В 1996 году я присоединился к фольклорному народному ансамблю «Уральские Родники». Коллектив был сборный: инвалиды по зрению и здоровые люди. Особенностью коллектива было то, что он одновременно был поющим и танцующим. У нас были постановки на различные тематики: народная свадьба, масленица. Я, будучи уже незрячим, постоянно ловил себя на ощущении, что мимика, движение рук, плеч — всё натурально, всё естественно. Это, видимо, было заложено еще нашими родителями, бабушками, дедушками, это идёт издалека.
Мы просто жили в клубе. Это был наш второй дом. Мы исколесили всю область с концертами, у нас дети выросли на колесах. Так мы и дружим с тех времён. Нами переделано вместе столько творческих мероприятий, постановок, концертов, что целый роман написать можно. Именно в процессе такой деятельности начинаешь понимать, что незрячий человек — такой же, как и все.
Сейчас я активно осваиваю губную гармонику. Многие говорят, что после 50 уже поздно учиться новому, но меня это не остановило. Я любитель осваивать новые музыкальные инструменты, это у меня такая душевная потребность, что ли. А губной гармошкой я заинтересовался, когда услышал хорошую игру на ней, причем не на клавишной гармошке, а на блюзовой. Я спросил жену, не против ли она, если я буду учиться, она не возражала, и я начал заниматься. Если вокал для меня уже стал в определённой степени обязанностью (иногда просят выступить и что-то исполнить, и я не отказываю), то гармошка — это исключительно для удовольствия. Самое интересное, что этот инструмент требует полного мышечного расслабления, то есть на нем нельзя играть напряжённым. Меня это поразило. Это помогает сбрасывать эмоциональное напряжение.
Заключение
На самом деле я порой сожалею, конечно, что незрячий. Вот сейчас внучка родилась, я её не вижу, а хочется, очень хочется. Еще недавно во время ремонта мы нашли старые дочкины картины — она училась в художественной школе. Помню, она ко мне прибегала, показывала их: «Пап, посмотри, у меня пятерка за эти рисунки», — она совершенно забыла, что папа не видит. Мне так хотелось за неё порадоваться, а настоящей радости не получилось. С другой стороны, я не жалею, что жизнь сложилась именно так. Активную фазу жизни я уже практически прожил, и мне процентов на 80 за неё не стыдно. Было много хорошего, немножко плохого тоже было. И работа, и творчество, и семья. Чего ещё желать-то? Я по-своему счастливый человек.

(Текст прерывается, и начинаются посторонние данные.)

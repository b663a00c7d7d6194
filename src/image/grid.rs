//! Owned `f32` sample grids of one, two or three axes.
//!
//! Storage is a single contiguous buffer with axis 0 (x) varying fastest,
//! then y, then z. Pixel centres sit on integer coordinates.
#[derive(Clone, Debug, PartialEq)]
pub struct GridF32<const D: usize> {
    /// Extent along each axis, x first.
    pub dims: [usize; D],
    /// Backing storage, x fastest.
    pub data: Vec<f32>,
}

/// One-dimensional signal.
pub type SignalF32 = GridF32<1>;
/// Two-dimensional image, `dims = [width, height]`.
pub type ImageF32 = GridF32<2>;
/// Three-dimensional volume, `dims = [width, height, depth]`.
pub type VolumeF32 = GridF32<3>;

impl<const D: usize> GridF32<D> {
    /// Zero-initialised grid of the given dimensions.
    pub fn new(dims: [usize; D]) -> Self {
        Self {
            dims,
            data: vec![0.0; dims.iter().product()],
        }
    }

    /// Fill a grid by evaluating `f` at every integer coordinate.
    pub fn from_fn(dims: [usize; D], mut f: impl FnMut([usize; D]) -> f32) -> Self {
        let mut grid = Self::new(dims);
        for i in 0..grid.data.len() {
            grid.data[i] = f(grid.coords(i));
        }
        grid
    }

    #[inline]
    pub fn len(&self) -> usize {
        self.data.len()
    }

    #[inline]
    pub fn is_empty(&self) -> bool {
        self.data.is_empty()
    }

    /// Element step between neighbours along each axis.
    pub fn strides(&self) -> [usize; D] {
        let mut strides = [1usize; D];
        for a in 1..D {
            strides[a] = strides[a - 1] * self.dims[a - 1];
        }
        strides
    }

    #[inline]
    pub fn idx(&self, coords: [usize; D]) -> usize {
        let mut i = 0usize;
        let mut stride = 1usize;
        for a in 0..D {
            i += coords[a] * stride;
            stride *= self.dims[a];
        }
        i
    }

    /// Integer coordinates of a linear index.
    #[inline]
    pub fn coords(&self, mut i: usize) -> [usize; D] {
        let mut c = [0usize; D];
        for a in 0..D {
            c[a] = i % self.dims[a];
            i /= self.dims[a];
        }
        c
    }

    #[inline]
    pub fn get(&self, coords: [usize; D]) -> f32 {
        self.data[self.idx(coords)]
    }

    #[inline]
    pub fn set(&mut self, coords: [usize; D], v: f32) {
        let i = self.idx(coords);
        self.data[i] = v;
    }

    /// Resize to `dims` and zero every sample, reusing the allocation.
    pub fn reset(&mut self, dims: [usize; D]) {
        self.dims = dims;
        self.data.clear();
        self.data.resize(dims.iter().product(), 0.0);
    }

    /// Largest sample value, `None` for an empty grid.
    pub fn max_value(&self) -> Option<f32> {
        self.data.iter().copied().reduce(f32::max)
    }
}

impl GridF32<2> {
    #[inline]
    pub fn width(&self) -> usize {
        self.dims[0]
    }

    #[inline]
    pub fn height(&self) -> usize {
        self.dims[1]
    }

    /// Convert tightly packed 8-bit grayscale bytes to `[0, 1]` floats.
    /// Returns `None` when `bytes` does not hold `width * height` samples.
    pub fn from_gray_bytes(width: usize, height: usize, bytes: &[u8]) -> Option<Self> {
        if bytes.len() != width * height {
            return None;
        }
        let data = bytes.iter().map(|&b| b as f32 / 255.0).collect();
        Some(Self {
            dims: [width, height],
            data,
        })
    }

    #[inline]
    pub fn row(&self, y: usize) -> &[f32] {
        let start = y * self.dims[0];
        &self.data[start..start + self.dims[0]]
    }

    #[inline]
    pub fn row_mut(&mut self, y: usize) -> &mut [f32] {
        let start = y * self.dims[0];
        let end = start + self.dims[0];
        &mut self.data[start..end]
    }
}
use crate::octave::OctaveOptions;
use serde::Deserialize;
use std::fs;
use std::path::{Path, PathBuf};

/// Configuration of the `multiscale_demo` tool.
#[derive(Debug, Deserialize)]
pub struct MultiscaleToolConfig {
    #[serde(rename = "input")]
    pub input: PathBuf,
    #[serde(default)]
    pub finder: OctaveOptions,
    pub output: MultiscaleOutputConfig,
}

#[derive(Debug, Deserialize)]
pub struct MultiscaleOutputConfig {
    #[serde(rename = "blobs_json")]
    pub blobs_json: PathBuf,
}

pub fn load_config(path: &Path) -> Result<MultiscaleToolConfig, String> {
    let data = fs::read_to_string(path)
        .map_err(|e| format!("Failed to read config {}: {e}", path.display()))?;
    parse_config(&data).map_err(|e| format!("Failed to parse config {}: {e}", path.display()))
}

pub fn parse_config(json: &str) -> Result<MultiscaleToolConfig, serde_json::Error> {
    serde_json::from_str(json)
}
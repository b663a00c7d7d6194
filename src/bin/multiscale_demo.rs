use particle_locator::config::multiscale::load_config;
use particle_locator::image::io::{load_grayscale_image, write_json_file};
use particle_locator::{Blob, MultiscaleFinder2D, MultiscaleReport};
use serde::Serialize;
use std::env;
use std::path::Path;

#[derive(Serialize)]
#[serde(rename_all = "camelCase")]
struct BlobSummary {
    width: usize,
    height: usize,
    blob_count: usize,
    blobs: Vec<Blob<2>>,
    report: MultiscaleReport,
}

fn main() {
    if let Err(err) = run() {
        eprintln!("Error: {err}");
        std::process::exit(1);
    }
}

fn run() -> Result<(), String> {
    let config_path = env::args().nth(1).ok_or_else(usage)?;
    let config = load_config(Path::new(&config_path))?;

    let image = load_grayscale_image(&config.input)?;
    let mut finder = MultiscaleFinder2D::new(image.dims, config.finder);
    let (blobs, report) = finder.detect_with_report(&image).map_err(|e| e.to_string())?;

    let summary = BlobSummary {
        width: image.width(),
        height: image.height(),
        blob_count: blobs.len(),
        blobs,
        report,
    };
    write_json_file(&config.output.blobs_json, &summary)?;

    println!(
        "Found {} blobs over {} octaves in {:.3} ms",
        summary.blob_count,
        finder.n_octaves(),
        summary.report.total_ms
    );
    println!("Saved blobs to {}", config.output.blobs_json.display());
    Ok(())
}

fn usage() -> String {
    "Usage: multiscale_demo <config.json>".to_string()
}
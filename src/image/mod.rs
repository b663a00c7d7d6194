pub mod grid;
pub mod io;

pub use self::grid::{GridF32, ImageF32, SignalF32, VolumeF32};
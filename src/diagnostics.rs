//! Structured diagnostics returned by [`MultiscaleFinder::detect_with_report`].
//!
//! [`MultiscaleFinder::detect_with_report`]: crate::multiscale::MultiscaleFinder::detect_with_report
use serde::{Deserialize, Serialize};

/// Statistics for a single octave of one detection call.
#[derive(Clone, Debug, Serialize, Deserialize, PartialEq)]
#[serde(rename_all = "camelCase")]
pub struct OctaveReport {
    pub octave_index: usize,
    /// Octave resolution, x first.
    pub dims: Vec<usize>,
    /// Linear scale of one octave pixel in native pixels.
    pub scale: f32,
    pub blob_count: usize,
    /// Time spent resampling the octave input.
    pub resample_ms: f64,
    /// Time spent in the octave detector.
    pub detect_ms: f64,
}

/// Per-frame trace of the multiscale finder.
#[derive(Clone, Debug, Default, Serialize, Deserialize, PartialEq)]
#[serde(rename_all = "camelCase")]
pub struct MultiscaleReport {
    pub layout: String,
    pub total_ms: f64,
    pub octaves: Vec<OctaveReport>,
}

impl MultiscaleReport {
    pub fn blob_count(&self) -> usize {
        self.octaves.iter().map(|o| o.blob_count).sum()
    }

    pub fn octave(&self, index: usize) -> Option<&OctaveReport> {
        self.octaves.iter().find(|o| o.octave_index == index)
    }
}
//! Detection over many frames.
//!
//! Frames are independent. Each worker clones the prototype finder so that
//! scratch buffers and octave detectors are never shared. A frame that fails
//! its geometry check yields an `Err` in its slot and does not affect the
//! others.
use super::{Layout, MultiscaleFinder};
use crate::error::GeometryError;
use crate::image::GridF32;
use crate::octave::{Blob, OctaveDetector};

#[cfg(feature = "parallel")]
use rayon::prelude::*;

pub type FrameResult<const D: usize> = Result<Vec<Blob<D>>, GeometryError>;

/// Run `prototype` over `frames`, returning one result per frame in order.
#[cfg(feature = "parallel")]
pub fn detect_frames<L, O, const D: usize>(
    prototype: &MultiscaleFinder<L, O, D>,
    frames: &[GridF32<D>],
) -> Vec<FrameResult<D>>
where
    L: Layout<D> + Clone + Send + Sync,
    O: OctaveDetector<D> + Clone + Sync,
{
    frames
        .par_iter()
        .map_init(|| prototype.clone(), |finder, frame| finder.detect(frame))
        .collect()
}

/// Run `prototype` over `frames`, returning one result per frame in order.
#[cfg(not(feature = "parallel"))]
pub fn detect_frames<L, O, const D: usize>(
    prototype: &MultiscaleFinder<L, O, D>,
    frames: &[GridF32<D>],
) -> Vec<FrameResult<D>>
where
    L: Layout<D> + Clone + Send + Sync,
    O: OctaveDetector<D> + Clone + Sync,
{
    let mut finder = prototype.clone();
    frames.iter().map(|frame| finder.detect(frame)).collect()
}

Для меня слепота — это своего рода учитель. Любая проблема чему-то учит человека, если он не опускается до алкоголизма, наркомании или суицида. Можно сказать, я и по сей день учусь чему-то. Много чего приходится изобретать, экспериментировать, без этого никак.
В заключение я хотел бы обратиться к тем, кто теряет или недавно потерял зрение, а также к их родным и близким. Первое — наберитесь терпения. Кто-то сказал, что терпение — это способность посмотреть на ситуацию со стороны. Кроме того, как известно, благими намерениями вымощена дорога в ад. Одно дело — думать и хотеть, и другое, самое тяжёлое, — это начать что-то делать. Начинайте, ищите людей, которые могут научить, ищите книги. Пробуйте, через боль и слёзы. Человек всё равно в конце концов поднимается, надо только потрудиться. Естественно, близким важно быть предельно терпеливыми. И учиться вместе. Вот, наверное, и всё.